February in the Black

 For the past couple of years, every time I've finished a book I've taken a photograph of it, maybe hoping that this will make me read more. I took six photographs of books in January I see, and one in February. And none in March. Here's Holland Park. I'd get wheeled around here when I was one, so I've been told. I don't remember. Now it's just up the road.
 
 Photographing Kensington was one thing I managed to keep up in February. Was I doing it hoping to feel more like a resident, or like a tourist? Did I want to feel more at home or the opposite? I still stayed sociable, although I stopped going to the BFI as much, another fad of January. But I still had spending money from my first two commercials shot at the end of 2021. I still met friends, and if I was twenty years younger maybe there'd be photogaphs of that too. Here's a concert I was invited to in February. I couldn't remember why I'd photographed it, until I looked closer and saw everyone's masks. Click to enlarge.
 

 I met Gemma Brockis a lot. I could afford to go out for coffee. We'd knock ideas about, her teaching and seeking meetings, me working a couple of days a week at the Crystal Maze and meandering. She told me how as an immersive theatre veteran she'd also occasionally get approached by Virtual Reality Engines to participate in Research and Development. Intimacy was what they were after now. "Virtual Intimacy" was VR's philopospher's stone.
 
 What does "intimacy" actually literally mean though, I asked? We talked about that a bit – Chris Goode used to ask it back when he still did the blog, and was alive – then I decided to just look it up on my phone. We all have an idea. What do you think it means? As far as I could work out, "intimacy" just means the opposite of loneliness. That doesn't seem to have much to do with Virtual Reality. I didn't think they were going to find it, and I made a note of that on my phone. That phone broke, but I remembered.
 

3 comments:

  1. I don't know about VR intimacy, but one of the weirdest aural experiences I ever had was Dr Pfeffer's Lonely Hearts Club, which aired as an 11:30 comedy on R4 quite a long time ago now. First of all, it was weird in that I was listening in Pacific Time, so 3:30pm, in bright blazing sunshine, and yet the show had such a late night aura about it that it actually felt like I was up past my bedtime, despite being the middle of the afternoon. But mainly, it was some sort of psychological/emotional experiment that subtly stripped off layers of detachment and wormed its way into my tender parts without my realising it until it was too late. This was made plain because they aired the episodes out of their intended order, so instead of hook-deeper-crisis-resolution it went hook-deeper-deeper-WRENCHING BETRAYAL and then just left it hanging there. It was such emotional whiplash, and so masterful, but also so unexpectedly personal. Brecht couldn't have done it better. (In fact he deliberately didn't, that was his point. But as far as messing with the conventions of narrative structure for emotional irresolution ...)

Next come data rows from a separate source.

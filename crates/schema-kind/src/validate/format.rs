//! Grammar checks for kinds whose native type is text or bytes.
//!
//! Matching uses the `regex` crate, which runs in time linear in the input
//! and never backtracks. Together with the digit ceilings in
//! [`limits`](crate::limits) this bounds the work of every check.

use regex::Regex;
use serde::de::IgnoredAny;

use crate::limits::{DECIMAL_FORMAT, INTEGER_FORMAT};

lazy_static::lazy_static! {
    static ref INTEGER_REGEX: Regex =
        Regex::new(INTEGER_FORMAT).expect("integer format must compile");

    static ref DECIMAL_REGEX: Regex =
        Regex::new(DECIMAL_FORMAT).expect("decimal format must compile");
}

/// Returns true if `s` fully matches [`INTEGER_FORMAT`].
pub fn is_integer_string(s: &str) -> bool {
    INTEGER_REGEX.is_match(s)
}

/// Returns true if `s` fully matches [`DECIMAL_FORMAT`].
pub fn is_decimal_string(s: &str) -> bool {
    DECIMAL_REGEX.is_match(s)
}

/// Returns true if `raw` is one syntactically valid JSON document.
///
/// Surrounding whitespace is allowed; trailing content is not.
pub fn is_valid_json(raw: &[u8]) -> bool {
    serde_json::from_slice::<IgnoredAny>(raw).is_ok()
}

/// Returns true if `raw` is well-formed UTF-8.
pub fn is_valid_utf8(raw: &[u8]) -> bool {
    std::str::from_utf8(raw).is_ok()
}
//! Error types for kind validation.

use thiserror::Error;

use crate::model::{Kind, NativeType};

/// Errors returned when a kind ordinal or a value fails validation.
///
/// Every variant describes a defect in caller-supplied input and carries
/// enough context to build an actionable message.
#[derive(Debug, Clone, PartialEq, Eq, Error)]
pub enum KindError {
    /// The ordinal is at or below the invalid sentinel.
    #[error("unknown type: {0}")]
    UnknownKind(i32),

    /// The ordinal is above the maximum defined kind.
    #[error("invalid type: {0}")]
    OutOfRangeKind(i32),

    /// The value's native type is not the one the kind requires.
    #[error("expected {expected}, got {actual}")]
    TypeMismatch {
        expected: NativeType,
        actual: NativeType,
    },

    /// The native type matched but the content failed the kind's grammar.
    #[error("invalid {kind} value: expected {}, got {value}", format_expectation(.kind))]
    InvalidFormat { kind: Kind, value: String },
}

fn format_expectation(kind: &Kind) -> &'static str {
    match kind {
        Kind::String => "valid utf-8 string",
        Kind::Integer => "base10 integer",
        Kind::Decimal => "decimal number",
        Kind::Json => "valid JSON",
        _ => "well-formed value",
    }
}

    I am sure that, as with most things, I happened to hear it when I was particularly receptive, and it wouldn't have had the same effect a year earlier or to a different person. But at the same time, I've also never heard anything else even try to do what it did. There is something uniquely insidious about audio, which you have to participate in imaginatively, that you don't get when immersivity is spoonfed to you as in VR – and what is more intimate than someone murmuring in your ear? Points to them if they can do "virtual intimacy" their way, but it's already been done ...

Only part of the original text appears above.